Tuesday 3 January 2012

Irks and Quirks

     There's a lot going around in my head today. I'm much more relaxed than usual. Why? Because I went to visit a friend.
     KC was my best friend in primary school. We haven't seen each other much since primary school, as she was a couple of grades below me. We got along really well from day 1, and that hasn't changed in the 20-some years since we met.
     KC was a lovely young girl. I'm not sure exactly how we met at primary school, being that she was a couple of grades younger. Maybe it was the fact that I didn't really have a lot of friends, let alone friends my own age. Maybe it was the fact that she was accepting of me, however I was.
     Her life wasn't easy. She had two VERY protective older sisters, and a younger brother. In primary school, she got around on crutches - these days it's a wheelchair. We got along extremely well, in fact I think we only had one or two arguments in the whole of primary school.

    I always got the impression that her mother didn't like me. Yesterday I found out that I was wrong.
She moved to a little country town, and I drove the 3 hours to go visit her yesterday. It was the first time in many many years ( we worked it out to be at least 15 years since we'd last caught up ), and I was amazed at how relaxed I felt. Not only did her mother NOT hate me, she actually invited me to stay for dinner AND to stay the night to save me the long drive home!
    
     It just goes to show how impressions from years ago can stay with you, even though they're not always right. We laughed about times when we'd got into mischief at school, bitched about the horrible aides at school and smiled about the good ones. She  when I reminded her that once I'd taken her crutches off her and tried to make her walk! Then we laughed about it.

She has decided to study being a Jehova's Witness. So she and her family are Witnesses now. Her mother always was, but she wasn't.  While I don't agree with all the principles of JWs, I respect that people are entitled to have their own beliefs.
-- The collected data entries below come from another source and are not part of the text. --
//! Route Configuration
//!
//! Configures all HTTP routes for the API.

use axum::{
    middleware,
    response::IntoResponse,
    routing::{delete, get, post},
    Router,
};

use super::handlers;
use crate::infrastructure::metrics;
use crate::presentation::middleware::{
    auth::auth_middleware,
    rate_limit::{rate_limit_api, rate_limit_auth, rate_limit_ws},
};
use crate::presentation::realtime::ws_handler;
use crate::startup::AppState;

/// Create the main API router
pub fn create_router(state: AppState) -> Router {
    Router::new()
        .nest("/api/v1", api_routes(state.clone()))
        // WebSocket endpoint with its own rate limiting
        .merge(ws_routes(state.clone()))
        // Health check endpoints
        .route("/health", get(handlers::health::health_check))
        .route("/health/live", get(handlers::health::liveness))
        .route("/health/ready", get(handlers::health::readiness))
        // Prometheus metrics endpoint
        .route("/metrics", get(metrics_handler))
        .with_state(state)
}

/// Prometheus metrics endpoint handler
async fn metrics_handler() -> impl IntoResponse {
    let metrics = metrics::gather_metrics();
    (
        [(
            axum::http::header::CONTENT_TYPE,
            "text/plain; version=0.0.4; charset=utf-8",
        )],
        metrics,
    )
}

/// Realtime connection route
fn ws_routes(state: AppState) -> Router<AppState> {
    Router::new()
        .route("/ws", get(ws_handler))
        .route_layer(middleware::from_fn_with_state(state, rate_limit_ws))
}

/// API v1 routes
fn api_routes(state: AppState) -> Router<AppState> {
    Router::new()
        // Public routes (auth has its own stricter rate limiting)
        .nest("/auth", auth_routes(state.clone()))
        // Protected routes (require authentication)
        .nest("/users", user_routes(state.clone()))
        .nest("/posts", post_routes(state.clone()))
        .nest("/messages", message_routes(state.clone()))
        // Apply API rate limiting to all API routes
        .route_layer(middleware::from_fn_with_state(state, rate_limit_api))
}

/// Authentication routes (public, with stricter rate limiting)
fn auth_routes(state: AppState) -> Router<AppState> {
    Router::new()
        .route("/register", post(handlers::auth::register))
        .route("/login", post(handlers::auth::login))
        .route("/logout", post(handlers::auth::logout))
        .route_layer(middleware::from_fn_with_state(state, rate_limit_auth))
}

/// User routes (protected)
fn user_routes(state: AppState) -> Router<AppState> {
    Router::new()
        .route(
            "/@me",
            get(handlers::user::get_current_user).patch(handlers::user::update_current_user),
        )
        .route("/suggested", get(handlers::user::suggested_users))
        .route("/{user_id}", get(handlers::user::get_user))
        .route("/{user_id}/follow", post(handlers::user::follow_user))
        .route_layer(middleware::from_fn_with_state(state, auth_middleware))
}

/// Post routes (protected)
fn post_routes(state: AppState) -> Router<AppState> {
    Router::new()
        .route("/", post(handlers::post::create_post))
        .route("/feed", get(handlers::post::get_feed))
        .route("/user/{user_id}", get(handlers::post::get_user_posts))
        .route("/{post_id}", delete(handlers::post::delete_post))
        .route("/{post_id}/like", post(handlers::post::like_post))
        .route("/{post_id}/dislike", post(handlers::post::dislike_post))
        .route(
            "/{post_id}/comments",
            post(handlers::post::add_comment).get(handlers::post::get_comments),
        )
        .route("/{post_id}/bookmark", post(handlers::post::bookmark_post))
        .route_layer(middleware::from_fn_with_state(state, auth_middleware))
}

/// Message routes (protected)
fn message_routes(state: AppState) -> Router<AppState> {
    Router::new()
        .route(
            "/{user_id}",
            post(handlers::message::send_message).get(handlers::message::get_conversation),
        )
        .route_layer(middleware::from_fn_with_state(state, auth_middleware))
}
She is also one of the "new-school" JWs, who will doorknock but show you respect if you tell them to politely rack off. They won't hassle you. So before dinner, there was a short prayer. I felt comfortable sitting there while they prayed. It wasn't a big deal (but as those who read my blog regularly will know, not much is a big deal for me!)

     Our friendship is one that has survived the years. People change, and grow up. We grow out of friends.
But it was nice to realise that the important people in your life, the ones who truly love you for who you are, will always be there no matter how many years pass.